Così, almeno, ce l’avevano raccontata. Il tempo pieno, che è stata una grande ricchezza della scuola italiana in questi ultimi quindici anni, e un grande strumento di conciliazione per madri e padri. Almeno nelle grandi città e almeno al Nord, perché non ovunque c’è il tempo pieno. Una scuola inclusiva, per tutti, con un tempo lungo. Un tempo per imparare a leggere a scrivere, a godere della bellezza delle filastrocche di Rodari, a imparare a memoria le poesie di Carducci, a impegnarli nella lettura de L’isola del Tesoro, a esercitare la mente nel calcolo astratto e a lambiccarsi con problemi improbabili (“Se il rubinetto della vasca perde una goccia ogni minuto, ma il tappo della vasca è sollevato e quindi escono dieci gocce in trenta minuti, in quanto tempo si riempirà la vasca?”). Pacchetto all-inclusive.
E poi ci sono le vacanze. Tre mesi di vacanze filate. Una cosa che, quando la dici in un gruppo di lavoro a un austriaco o a una belga, ti sei guadagnata stima eterna da parte loro (e poi l’austriaco mentre parla di welfare ti addita pubblicamente dicendo: “Ecco, se anche noi avessimo tre mesi di vacanze scolastiche, potrei spararmi”, sono cose che fanno bene all’autostima di un italiano, credetemi). E tutti i mesi, tra giugno e luglio, dopo aver versato stipendi e lacrime in attività estive quantomeno bizzarre e salti mortali tra nonni e improbabili migrazioni su e giù per l’italico stivale, una si chiede che senso ha lavorare (se lo chiede un giorno sì e uno no, ma diciamo che durante l’estate la domanda si fa pressante). Dove stanno i mariti che mantenevano le mogli, le quali andavano al mare con i figli quattro mesi filati da giugno a ottobre, lasciando i suddetti mariti in città a farsi babysitterare da Marylin Monroe?

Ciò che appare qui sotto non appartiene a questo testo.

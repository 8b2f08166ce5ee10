//! Connection settings for the GitHub transport

use std::fmt;
use std::str::FromStr;
use std::time::Duration;

use crate::error::{GithubError, Result};

/// Public GitHub REST endpoint
pub const DEFAULT_API_URL: &str = "https://api.github.com";

/// How accepted pull requests are merged
#[derive(Debug, Clone, Copy, Default, PartialEq, Eq)]
pub enum MergeMethod {
    #[default]
    Merge,
    Squash,
    Rebase,
}

impl MergeMethod {
    pub fn as_str(&self) -> &'static str {
        match self {
            MergeMethod::Merge => "merge",
            MergeMethod::Squash => "squash",
            MergeMethod::Rebase => "rebase",
        }
    }
}

impl fmt::Display for MergeMethod {
    fn fmt(&self, f: &mut fmt::Formatter<'_>) -> fmt::Result {
        f.write_str(self.as_str())
    }
}

impl FromStr for MergeMethod {
    type Err = GithubError;

    fn from_str(s: &str) -> Result<Self> {
        match s.trim().to_ascii_lowercase().as_str() {
            "merge" => Ok(MergeMethod::Merge),
            "squash" => Ok(MergeMethod::Squash),
            "rebase" => Ok(MergeMethod::Rebase),
            _ => Err(GithubError::InvalidMergeMethod(s.to_string())),
        }
    }
}

/// Configuration for [`GithubClient`](crate::GithubClient)
#[derive(Debug, Clone)]
pub struct GithubConfig {
    /// REST API root, without trailing slash
    pub api_base_url: String,
    pub owner: String,
    pub repo: String,
    /// Bearer token; anonymous requests when `None`
    pub token: Option<String>,
    /// Branch whose history is searched for original authors.
    /// The repository default branch when `None`.
    pub base_branch: Option<String>,
    pub user_agent: String,
    pub request_timeout: Duration,
    /// Retries after a rate-limited or 5xx response
    pub max_retries: u32,
    /// Upper bound on a single wait between retries
    pub max_backoff: Duration,
    pub merge_method: MergeMethod,
}

impl GithubConfig {
    /// Settings for the repository named by an `owner/name` slug.
    pub fn new(slug: &str) -> Result<Self> {
        let (owner, repo) = parse_slug(slug)?;
        Ok(Self {
            api_base_url: DEFAULT_API_URL.to_string(),
            owner,
            repo,
            token: None,
            base_branch: None,
            user_agent: format!("pr-triage/{}", env!("CARGO_PKG_VERSION")),
            request_timeout: Duration::from_secs(30),
            max_retries: 3,
            max_backoff: Duration::from_secs(60),
            merge_method: MergeMethod::default(),
        })
    }

    pub fn with_token(mut self, token: impl Into<String>) -> Self {
        self.token = Some(token.into());
        self
    }

    pub fn with_api_base_url(mut self, url: impl Into<String>) -> Self {
        self.api_base_url = url.into().trim_end_matches('/').to_string();
        self
    }

    pub fn with_base_branch(mut self, branch: impl Into<String>) -> Self {
        self.base_branch = Some(branch.into());
        self
    }

    pub fn with_request_timeout(mut self, timeout: Duration) -> Self {
        self.request_timeout = timeout;
        self
    }

    pub fn with_max_retries(mut self, retries: u32) -> Self {
        self.max_retries = retries;
        self
    }

    pub fn with_max_backoff(mut self, backoff: Duration) -> Self {
        self.max_backoff = backoff;
        self
    }

    pub fn with_merge_method(mut self, method: MergeMethod) -> Self {
        self.merge_method = method;
        self
    }

    /// `owner/name`
    pub fn slug(&self) -> String {
        format!("{}/{}", self.owner, self.repo)
    }

    /// `{api}/repos/{owner}/{repo}{path}`
    pub(crate) fn repo_url(&self, path: &str) -> String {
        format!(
            "{}/repos/{}/{}{}",
            self.api_base_url, self.owner, self.repo, path
        )
    }
}

fn parse_slug(slug: &str) -> Result<(String, String)> {
    let mut parts = slug.trim().split('/');
    match (parts.next(), parts.next(), parts.next()) {
        (Some(owner), Some(repo), None) if !owner.is_empty() && !repo.is_empty() => {
            Ok((owner.to_string(), repo.to_string()))
        }
        _ => Err(GithubError::InvalidRepository(slug.to_string())),
    }
}

#[cfg(test)]
mod tests {
    use super::*;

    #[test]
    fn slug_is_split_into_owner_and_repo() {
        let config = GithubConfig::new("octo/poems").unwrap();
        assert_eq!(config.owner, "octo");
        assert_eq!(config.repo, "poems");
        assert_eq!(config.slug(), "octo/poems");
        assert_eq!(config.api_base_url, DEFAULT_API_URL);
    }

    #[test]
    fn malformed_slugs_are_rejected() {
        for slug in ["", "octo", "octo/", "/poems", "a/b/c"] {
            assert!(
                matches!(
                    GithubConfig::new(slug),
                    Err(GithubError::InvalidRepository(_))
                ),
                "{slug:?} should be rejected"
            );
        }
    }

    #[test]
    fn repo_url_joins_without_double_slash() {
        let config = GithubConfig::new("octo/poems")
            .unwrap()
            .with_api_base_url("http://localhost:9000/");
        assert_eq!(
            config.repo_url("/pulls"),
            "http://localhost:9000/repos/octo/poems/pulls"
        );
    }

    #[test]
    fn merge_method_parses_case_insensitively() {
        assert_eq!("Squash".parse::<MergeMethod>().unwrap(), MergeMethod::Squash);
        assert_eq!("rebase".parse::<MergeMethod>().unwrap(), MergeMethod::Rebase);
        assert!("fast-forward".parse::<MergeMethod>().is_err());
    }
}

(che tale è lo sfinimento estivo, che neanche l’idea del babysitteramento da parte di Marilyn Monroe suscita il minimo moto di gelosia o riprovazione)
(e ok, vogliamo le pari opportunità, facciamo a cambio. Voi al mare, noi in città con Jhonny Depp).
No
Ma a questo serve la scuola, a trovare un posto dove lasciare i figli per otto ore al giorno, dodici mesi all’anno? Ehm. Diciamo che, per il tempo che stanno a scuola i nostri figli, i risultati scolastici sono quantomeno improbabili. Poi, che ve lo dico a fare? Io sono una che ha fatto fare ai figli il modulo: i miei figli, cioè, per due (e quella che ha iniziato post-Gelmini tre) giorni la settimana escono da scuola alle 13, ma so che le variazioni sul tema sono infinite. Scuola che vai, modulo che trovi.
Questo, per dire, non aiuta la conciliazione, a meno di essere tata o nonni-muniti. Il che, in casa nostra, capita in modo molto precario, proprio come il lavoro della mamma.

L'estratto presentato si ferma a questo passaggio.